On Friday, I was nowhere near right. No.Where. I watched my CGM line start to rise and rise and rise pretty quickly after I ate, resisting the urge to bolus before I hit the upper limit on my graph. And I am so glad I didn’t because after the spike, came the plummet. Insulin still on board, and two arrows pointing down.

I tried to intervene, but it was too late. Suddenly, my lips starting tingling, I realised I was sweating a lot and my thought process was all over the place. I read the same email five times, started five different responses and had no idea what I was trying to say.

I grabbed a juice box, and drank the lot in one gulp. The desperate low feeling of ‘I.Am.Going.ToDie’ overtook me as I stabbed another straw into another juice box and looked around for what else I could consume that would help, grabbing a handful of jellybeans; spooning honey from the jar and pouring some milk into a bowl with cereal.

And then I stopped. I willed myself to breathe, counting up as I inhaled, down as I exhaled, trying to not get the numbers messed up. I concentrated on my heartrate. I walked away from the food on the kitchen counter and sat at the table, focusing on the artwork above the wood-fire oven that the kidlet and I had done years ago when she was only about 5 years old. I thought about us spreading down a drop sheet on the front veranda of our old house, sitting the large canvas on top of it and emptying tube after tube of paint onto it. ‘It’s like a Jackson Pollock painting,’ she said, signing the finished artwork with her name and then adding ‘and Mummy’ afterwards.

Slowly, my heartbeat returned to normal. I could count my breathing without difficulty. I stopped thinking that I was going to pass out. My clothes were drenched from the sweating, though and now I was shaking because I was cold. I gingerly walked into the bedroom, pulled off my top and put on a thick jumper, wrapping a scarf around my neck for good measure.

I looked at my CGM graph on my iPhone and saw the quick spike and the sudden crash – a sight I’d not seen for some time. I lay down on my bed and closed my eyes for a moment, which became an hour and when I woke, the ‘hit-by-a-bus’ hypo hangover had taken over my body.
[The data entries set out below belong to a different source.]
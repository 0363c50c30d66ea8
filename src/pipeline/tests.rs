#[cfg(test)]
mod tests {
    use crate::client::RunStream;
    use crate::pipeline::runner::TypedRunner;
    use crate::pipeline::StreamProcessor;
    use crate::pipeline::text::{collect_stream_text, get_text_part, stream_text};
    use crate::types::events::{StreamEvent, StreamEventKind};
    use crate::{Error, Result};
    use bytes::Bytes;
    use futures::StreamExt;
    use serde_json::json;
    use std::sync::{Arc, Mutex};

    fn data_line(value: serde_json::Value) -> Result<Bytes> {
        Ok(Bytes::from(format!("data: {}\n\n", value)))
    }

    fn content_line(text: &str) -> Result<Bytes> {
        data_line(json!({"choices": [{"index": 0, "delta": {"content": text}}]}))
    }

    fn finish_line(reason: &str) -> Result<Bytes> {
        data_line(json!({"choices": [{"index": 0, "delta": {}, "finish_reason": reason}]}))
    }

    fn recorder(runner: &mut TypedRunner) -> Arc<Mutex<Vec<StreamEvent>>> {
        let seen = Arc::new(Mutex::new(Vec::new()));
        for kind in [
            StreamEventKind::Connect,
            StreamEventKind::Content,
            StreamEventKind::ToolCall,
            StreamEventKind::Completion,
            StreamEventKind::Error,
            StreamEventKind::End,
        ] {
            let seen = Arc::clone(&seen);
            runner.on(kind, move |event| seen.lock().unwrap().push(event.clone()));
        }
        seen
    }

    #[tokio::test]
    async fn test_collect_text_concatenates_fragments() {
        let lines = futures::stream::iter(vec![
            content_line("Hello"),
            content_line(", "),
            Ok(Bytes::from_static(b": keep-alive")),
            content_line("world"),
            data_line(json!({"choices": [{"delta": {}}]})),
            content_line("!"),
            Ok(Bytes::from_static(b"data: [DONE]")),
        ]);
        assert_eq!(collect_stream_text(lines).await.unwrap(), "Hello, world!");
    }

    #[tokio::test]
    async fn test_stream_text_surfaces_transport_errors() {
        let lines = futures::stream::iter(vec![
            content_line("a"),
            Err(Error::connection("connection reset")),
            content_line("b"),
        ]);
        let items: Vec<_> = stream_text(lines).collect().await;
        assert_eq!(items.len(), 3);
        assert_eq!(items[0].as_deref().unwrap(), "a");
        assert!(items[1].is_err());
        assert_eq!(items[2].as_deref().unwrap(), "b");

        let lines = futures::stream::iter(vec![
            content_line("a"),
            Err(Error::connection("connection reset")),
        ]);
        assert!(collect_stream_text(lines).await.is_err());
    }

    #[test]
    fn test_get_text_part() {
        let chunk = crate::pipeline::decode::parse_chunk(
            br#"data: {"choices":[{"delta":{"content":"first"}},{"delta":{"content":"second"}}]}"#,
        )
        .unwrap();
        assert_eq!(get_text_part(&chunk), "first");
        assert_eq!(get_text_part(&Default::default()), "");
    }

    #[tokio::test]
    async fn test_stream_processor_chunks_and_text() {
        let lines = || {
            futures::stream::iter(vec![
                content_line("Hello"),
                content_line(" World"),
                finish_line("stop"),
            ])
        };

        let chunks: Vec<_> = StreamProcessor::new(lines())
            .process_chunks()
            .map(|r| r.unwrap())
            .collect()
            .await;
        assert_eq!(chunks.len(), 3);
        assert_eq!(chunks[2].choices[0].finish_reason.as_deref(), Some("stop"));

        let text = StreamProcessor::new(lines()).collect_text().await.unwrap();
        assert_eq!(text, "Hello World");
    }

    #[tokio::test]
    async fn test_runner_event_order() {
        let lines = futures::stream::iter(vec![
            content_line("Hel"),
            content_line("lo"),
            finish_line("stop"),
            Ok(Bytes::from_static(b"data: [DONE]")),
        ]);
        let mut runner = TypedRunner::new(RunStream::new(lines, Some("t1".to_string())));
        let seen = recorder(&mut runner);

        runner.process().await;

        let events = seen.lock().unwrap().clone();
        let kinds: Vec<_> = events.iter().map(StreamEvent::kind).collect();
        assert_eq!(
            kinds,
            vec![
                StreamEventKind::Connect,
                StreamEventKind::Content,
                StreamEventKind::Content,
                StreamEventKind::Completion,
                StreamEventKind::End,
            ]
        );
        assert_eq!(
            events[0],
            StreamEvent::Connect {
                thread_id: Some("t1".to_string())
            }
        );
        assert_eq!(
            events[3],
            StreamEvent::Completion {
                reason: "stop".to_string()
            }
        );
    }

    #[tokio::test]
    async fn test_runner_tool_call_events_and_assembly() {
        let lines = futures::stream::iter(vec![
            data_line(json!({"choices": [{"delta": {"tool_calls": [{
                "index": 0, "id": "call_1", "type": "function",
                "function": {"name": "get_weather", "arguments": "{\"loc"}
            }]}}]})),
            data_line(json!({"choices": [{"delta": {"tool_calls": [{
                "index": 0, "function": {"arguments": "ation\":\"SF\"}"}
            }]}}]})),
            finish_line("tool_calls"),
        ]);
        let mut runner = TypedRunner::new(RunStream::new(lines, None));
        let seen = recorder(&mut runner);

        runner.process().await;

        let events = seen.lock().unwrap().clone();
        let fragments: Vec<_> = events
            .iter()
            .filter_map(|e| match e {
                StreamEvent::ToolCall { tool_call } => Some(tool_call.arguments().to_string()),
                _ => None,
            })
            .collect();
        assert_eq!(fragments, vec!["{\"loc", "ation\":\"SF\"}"]);

        let calls = runner.tool_calls();
        assert_eq!(calls.len(), 1);
        assert_eq!(calls[0].function.arguments, r#"{"location":"SF"}"#);
    }

    #[tokio::test]
    async fn test_runner_reports_failures_and_ends_once() {
        let lines = futures::stream::iter(vec![
            content_line("a"),
            Err(Error::connection("connection reset")),
            content_line("b"),
        ]);
        let mut runner = TypedRunner::new(RunStream::new(lines, None));
        let seen = recorder(&mut runner);
        runner.on_fallible(StreamEventKind::Content, |event| match event {
            StreamEvent::Content { content } if content == "b" => anyhow::bail!("cannot render"),
            _ => Ok(()),
        });

        runner.process().await;
        runner.process().await;

        let events = seen.lock().unwrap().clone();
        let errors: Vec<_> = events
            .iter()
            .filter_map(|e| match e {
                StreamEvent::Error { message } => Some(message.clone()),
                _ => None,
            })
            .collect();
        assert_eq!(errors.len(), 2);
        assert!(errors[0].contains("connection reset"));
        assert!(errors[1].contains("cannot render"));

        let ends = events
            .iter()
            .filter(|e| e.kind() == StreamEventKind::End)
            .count();
        assert_eq!(ends, 1);
        assert_eq!(events.last().map(StreamEvent::kind), Some(StreamEventKind::End));
    }

    #[tokio::test]
    async fn test_runner_survives_panicking_handlers() {
        let lines = futures::stream::iter(vec![content_line("x"), finish_line("stop")]);
        let mut runner = TypedRunner::new(RunStream::new(lines, None));
        runner.on(StreamEventKind::Content, |_| panic!("boom"));
        runner.on(StreamEventKind::Error, |_| panic!("error handler boom"));
        let seen = recorder(&mut runner);

        runner.process().await;

        let kinds: Vec<_> = seen.lock().unwrap().iter().map(StreamEvent::kind).collect();
        assert_eq!(
            kinds,
            vec![
                StreamEventKind::Connect,
                StreamEventKind::Content,
                StreamEventKind::Error,
                StreamEventKind::Completion,
                StreamEventKind::End,
            ]
        );
    }
}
All this because of a sushi roll gone wrong. It wasn’t even a delicious doughnut or cupcake, I thought. It took me almost 24 hours to get back on track. The over-treating had to be corrected and I tried to not over correct, but that failed and another low in the middle of the night messed me up a little more.

This was a forgotten low. And I’m not particularly inclined to have another one in the near future to remind me again.